Bahadori and her mentors are especially enthused about beginning to tap the promise for applied research that merges the mechanical and medical, blending unique properties of nanometer-sized structures with living systems in a way that could potentially alleviate human suffering. Besides Chahine, Bahadori also worked with post-doctoral fellow Nicole Collette in the biosciences and biotechnology division in the laboratory of Gabriela Loots, a molecular and cellular biologist experienced in developmental biology. The group first extracted and cultured cartilage cells from cow joints. Bahadori then grew the cells in agarose gel that contained a suspension of the black, powdery nanotubes for scaffolding, and subsequently subjected the composite disks to biomechanical tests. To potentially enhance biocompatibility, the nanotubes were pre-treated with either a coating of carboxylic acid, which is already present in cartilage, or chemically inert polyethylene glycol. The cells grew better in the neutral environment. However, the resulting network was not as dense, according to Bahadori's final mechanical tests.

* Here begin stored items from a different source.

#[cfg(test)]
mod tests {
    use super::*;
    use crate::clock::ManualClock;
    use async_trait::async_trait;
    use chrono::{TimeDelta, Utc};
    use std::sync::atomic::AtomicBool;
    use std::time::Duration;
    use talon_core::agent::Agent;
    use talon_core::pipeline::{JobDefinition, PipelineDefinition, StageDefinition};
    use talon_store::{BroadcastEventBus, InMemoryPipelineRepository, Store};

    fn definition(stages: Vec<(&str, Vec<&str>)>) -> PipelineDefinition {
        PipelineDefinition {
            id: PipelineDefinitionId::new(),
            name: "service".to_string(),
            stages: stages
                .into_iter()
                .map(|(name, jobs)| StageDefinition {
                    name: name.to_string(),
                    jobs: jobs
                        .into_iter()
                        .map(|job| JobDefinition {
                            name: job.to_string(),
                            resources: ["linux".to_string()].into(),
                            tasks: vec![],
                        })
                        .collect(),
                })
                .collect(),
        }
    }

    fn config() -> SchedulerConfig {
        SchedulerConfig::new(Duration::from_secs(4), Duration::from_secs(10)).unwrap()
    }

    fn scheduler_over(store: &Store, pipelines: Arc<dyn PipelineRepository>) -> (Scheduler, Arc<ManualClock>) {
        let clock = Arc::new(ManualClock::new(Utc::now()));
        let scheduler = Scheduler::new(
            config(),
            pipelines,
            store.agents.clone(),
            store.definitions.clone(),
            Arc::new(BroadcastEventBus::new()),
            clock.clone(),
        );
        (scheduler, clock)
    }

    fn scheduler(store: &Store) -> (Scheduler, Arc<ManualClock>) {
        scheduler_over(store, store.pipelines.clone())
    }

    async fn add_agent(store: &Store, name: &str) -> Agent {
        let agent = Agent::new(name, vec!["linux".to_string()]);
        store.agents.add(&agent).await.unwrap();
        agent
    }

    #[tokio::test]
    async fn test_trigger_unknown_definition() {
        let store = Store::new();
        let (scheduler, _) = scheduler(&store);

        let err = scheduler.trigger(PipelineDefinitionId::new()).await.unwrap_err();
        assert!(matches!(err, Error::PipelineDefinitionNotFound(_)));
    }

    #[tokio::test]
    async fn test_trigger_numbers_executions() {
        let store = Store::new();
        let def = definition(vec![("build", vec!["compile"])]);
        store.definitions.add(&def).await.unwrap();
        let (scheduler, _) = scheduler(&store);

        let first = scheduler.trigger(def.id).await.unwrap();
        let second = scheduler.trigger(def.id).await.unwrap();

        let first = store.pipelines.get_by_id(first).await.unwrap().unwrap();
        let second = store.pipelines.get_by_id(second).await.unwrap().unwrap();
        assert_eq!(first.execution_id + 1, second.execution_id);
        assert_eq!(first.status, Status::InProgress);
    }

    #[tokio::test]
    async fn test_tick_starts_first_stage_and_assigns() {
        let store = Store::new();
        let def = definition(vec![("build", vec!["compile"]), ("test", vec!["unit"])]);
        store.definitions.add(&def).await.unwrap();
        let agent = add_agent(&store, "builder").await;
        let (scheduler, _) = scheduler(&store);
        let id = scheduler.trigger(def.id).await.unwrap();

        let report = scheduler.tick().await;

        assert_eq!(report.tick, 1);
        assert_eq!(report.errors, 0);
        assert_eq!(report.assignments.len(), 1);
        assert_eq!(report.assignments[0].agent_id, agent.id);

        let pipeline = store.pipelines.get_by_id(id).await.unwrap().unwrap();
        assert_eq!(pipeline.stages[0].status, Status::InProgress);
        assert_eq!(pipeline.stages[0].jobs[0].status, JobStatus::Assigned);
        assert_eq!(pipeline.stages[1].status, Status::NotRun);
        assert_eq!(pipeline.stages[1].jobs[0].status, JobStatus::Awaiting);
        assert!(store.agents.get_by_id(agent.id).await.unwrap().unwrap().assigned);
    }

    #[tokio::test]
    async fn test_single_agent_gets_one_job() {
        let store = Store::new();
        let def = definition(vec![("build", vec!["compile", "lint"])]);
        store.definitions.add(&def).await.unwrap();
        add_agent(&store, "builder").await;
        let (scheduler, _) = scheduler(&store);
        let id = scheduler.trigger(def.id).await.unwrap();

        let first = scheduler.tick().await;
        let second = scheduler.tick().await;

        assert_eq!(first.assignments.len(), 1);
        assert!(second.assignments.is_empty());
        let pipeline = store.pipelines.get_by_id(id).await.unwrap().unwrap();
        let assigned = pipeline
            .jobs()
            .filter(|j| j.status == JobStatus::Assigned)
            .count();
        assert_eq!(assigned, 1);
    }

    #[tokio::test]
    async fn test_tick_disconnects_silent_agent() {
        let store = Store::new();
        let agent = add_agent(&store, "quiet").await;
        let (scheduler, clock) = scheduler(&store);

        clock.advance(TimeDelta::seconds(30));
        let report = scheduler.tick().await;

        assert_eq!(report.disconnected, vec![agent.id]);
        assert!(!store.agents.get_by_id(agent.id).await.unwrap().unwrap().connected);
    }

    #[tokio::test]
    async fn test_disconnected_agent_not_assigned() {
        let store = Store::new();
        let def = definition(vec![("build", vec!["compile"])]);
        store.definitions.add(&def).await.unwrap();
        add_agent(&store, "quiet").await;
        let (scheduler, clock) = scheduler(&store);
        scheduler.trigger(def.id).await.unwrap();

        clock.advance(TimeDelta::seconds(30));
        let report = scheduler.tick().await;

        assert!(report.assignments.is_empty());
    }

    /// Pipeline store whose writes can be switched off.
    struct FlakyPipelines {
        inner: InMemoryPipelineRepository,
        fail_updates: AtomicBool,
        /// Agents rewritten while a rejected write is in flight, like a heartbeat would.
        touch_agents: Option<Arc<dyn AgentRepository>>,
    }

    impl FlakyPipelines {
        fn new(touch_agents: Option<Arc<dyn AgentRepository>>) -> Self {
            Self {
                inner: InMemoryPipelineRepository::new(),
                fail_updates: AtomicBool::new(false),
                touch_agents,
            }
        }
    }

    #[async_trait]
    impl PipelineRepository for FlakyPipelines {
        async fn get_all(&self) -> Result<Vec<Pipeline>> {
            self.inner.get_all().await
        }
        async fn get_by_id(&self, id: PipelineId) -> Result<Option<Pipeline>> {
            self.inner.get_by_id(id).await
        }
        async fn get_all_in_progress(&self) -> Result<Vec<Pipeline>> {
            self.inner.get_all_in_progress().await
        }
        async fn next_execution_id(&self, definition_id: PipelineDefinitionId) -> Result<u32> {
            self.inner.next_execution_id(definition_id).await
        }
        async fn add(&self, pipeline: &Pipeline) -> Result<()> {
            self.inner.add(pipeline).await
        }
        async fn update(&self, pipeline: &Pipeline) -> Result<()> {
            if self.fail_updates.load(Ordering::SeqCst) {
                if let Some(agents) = &self.touch_agents {
                    for agent in agents.get_all().await? {
                        agents.update(&agent).await?;
                    }
                }
                return Err(Error::Database("write rejected".to_string()));
            }
            self.inner.update(pipeline).await
        }
        async fn delete(&self, id: PipelineId) -> Result<()> {
            self.inner.delete(id).await
        }
    }

    #[tokio::test]
    async fn test_failed_pipeline_write_releases_claim() {
        let store = Store::new();
        let pipelines = Arc::new(FlakyPipelines::new(None));
        let def = definition(vec![("build", vec!["compile"])]);
        store.definitions.add(&def).await.unwrap();
        let agent = add_agent(&store, "builder").await;
        let (scheduler, _) = scheduler_over(&store, pipelines.clone());
        let id = scheduler.trigger(def.id).await.unwrap();

        // Let propagation start the stage without dispatching anything.
        store.agents.update(&Agent { enabled: false, ..agent.clone() }).await.unwrap();
        scheduler.tick().await;
        let mut stored = store.agents.get_by_id(agent.id).await.unwrap().unwrap();
        stored.enabled = true;
        store.agents.update(&stored).await.unwrap();

        pipelines.fail_updates.store(true, Ordering::SeqCst);
        let report = scheduler.tick().await;

        assert!(report.assignments.is_empty());
        assert!(report.errors > 0);
        assert!(!store.agents.get_by_id(agent.id).await.unwrap().unwrap().assigned);
        let pipeline = pipelines.get_by_id(id).await.unwrap().unwrap();
        assert_eq!(pipeline.stages[0].jobs[0].status, JobStatus::Awaiting);
    }

    #[tokio::test]
    async fn test_claim_released_after_agent_changed_mid_write() {
        let store = Store::new();
        let heartbeats: Arc<dyn AgentRepository> = store.agents.clone();
        let pipelines = Arc::new(FlakyPipelines::new(Some(heartbeats)));
        let def = definition(vec![("build", vec!["compile"])]);
        store.definitions.add(&def).await.unwrap();
        let agent = add_agent(&store, "builder").await;
        let (scheduler, _) = scheduler_over(&store, pipelines.clone());
        let id = scheduler.trigger(def.id).await.unwrap();

        store.agents.update(&Agent { enabled: false, ..agent.clone() }).await.unwrap();
        scheduler.tick().await;
        let mut stored = store.agents.get_by_id(agent.id).await.unwrap().unwrap();
        stored.enabled = true;
        store.agents.update(&stored).await.unwrap();

        pipelines.fail_updates.store(true, Ordering::SeqCst);
        let report = scheduler.tick().await;
        assert!(report.assignments.is_empty());

        let stored = store.agents.get_by_id(agent.id).await.unwrap().unwrap();
        assert!(!stored.assigned);
        assert_eq!(stored.current_job_id, None);
        let pipeline = pipelines.get_by_id(id).await.unwrap().unwrap();
        assert_eq!(pipeline.stages[0].jobs[0].status, JobStatus::Awaiting);
        assert_eq!(pipeline.stages[0].jobs[0].assigned_agent_id, None);

        // Once writes go through again the agent is usable.
        pipelines.fail_updates.store(false, Ordering::SeqCst);
        let report = scheduler.tick().await;
        assert_eq!(report.assignments.len(), 1);
        assert_eq!(report.assignments[0].agent_id, agent.id);
    }

    #[tokio::test]
    async fn test_concurrent_ticks_never_double_assign() {
        let store = Store::new();
        let def = definition(vec![("build", vec!["a", "b", "c", "d"])]);
        store.definitions.add(&def).await.unwrap();
        add_agent(&store, "one").await;
        add_agent(&store, "two").await;
        let (scheduler, _) = scheduler(&store);
        let scheduler = Arc::new(scheduler);
        for _ in 0..3 {
            scheduler.trigger(def.id).await.unwrap();
        }

        let ticks: Vec<_> = (0..4)
            .map(|_| {
                let scheduler = scheduler.clone();
                tokio::spawn(async move { scheduler.tick().await })
            })
            .collect();
        let mut total = 0;
        for t in ticks {
            total += t.await.unwrap().assignments.len();
        }

        assert_eq!(total, 2);
        let mut holders: Vec<_> = store
            .pipelines
            .get_all()
            .await
            .unwrap()
            .iter()
            .flat_map(|p| p.jobs().filter_map(|j| j.assigned_agent_id).collect::<Vec<_>>())
            .collect();
        holders.sort();
        holders.dedup();
        assert_eq!(holders.len(), 2);
    }

    #[tokio::test(start_paused = true)]
    async fn test_loop_ticks_at_poll_interval() {
        let store = Store::new();
        let (scheduler, _) = scheduler(&store);
        let scheduler = Arc::new(scheduler);

        let handle = scheduler.clone().spawn();
        tokio::time::sleep(Duration::from_secs(9)).await;
        handle.shutdown().await;

        // Ticks at 0s, 4s and 8s.
        assert_eq!(scheduler.tick_count(), 3);
    }

    #[tokio::test(start_paused = true)]
    async fn test_loop_stops_when_sender_dropped() {
        let store = Store::new();
        let (scheduler, _) = scheduler(&store);
        let (tx, rx) = watch::channel(false);

        drop(tx);
        scheduler.run(rx).await;
        assert!(scheduler.tick_count() <= 1);
    }
}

She remarked at the end that the internship offered a chance to "utilize all the knowledge I had so far built up and get more functional, so I will be able to transfer all this knowledge to someone else. I wanted to make the most of the learning in a real research environment; it makes me more comfortable and confident."
Following up Bahadori's studies, Chahine would like to try using bone marrow adult stem cells from cows, or perhaps mice, to regenerate cartilage on nanotube scaffolds. She envisions ultimately using carbon nanotubes not only for physical support, but also to release growth factors to guide cartilage development and deliver drugs to treat inflammation or other conditions.
Chahine said Bahadori was a perfect match for the project. In addition to her coursework in cell and molecular biology, she earned a degree in chemical engineering, and worked in computers and high technology. Her training includes a degree in chemical engineering from Middle East Technical University in Turkey, as well as work in computers and high technology in the U.S. That background allowed her to rapidly pick up and apply interdisciplinary concepts.
"The beauty was I ended up in a project that combines both science and engineering," Bahadori says. "The more I got into it, the more I liked it."
Nancy Garcia is a science writer at Lawrence Livermore National Laboratory.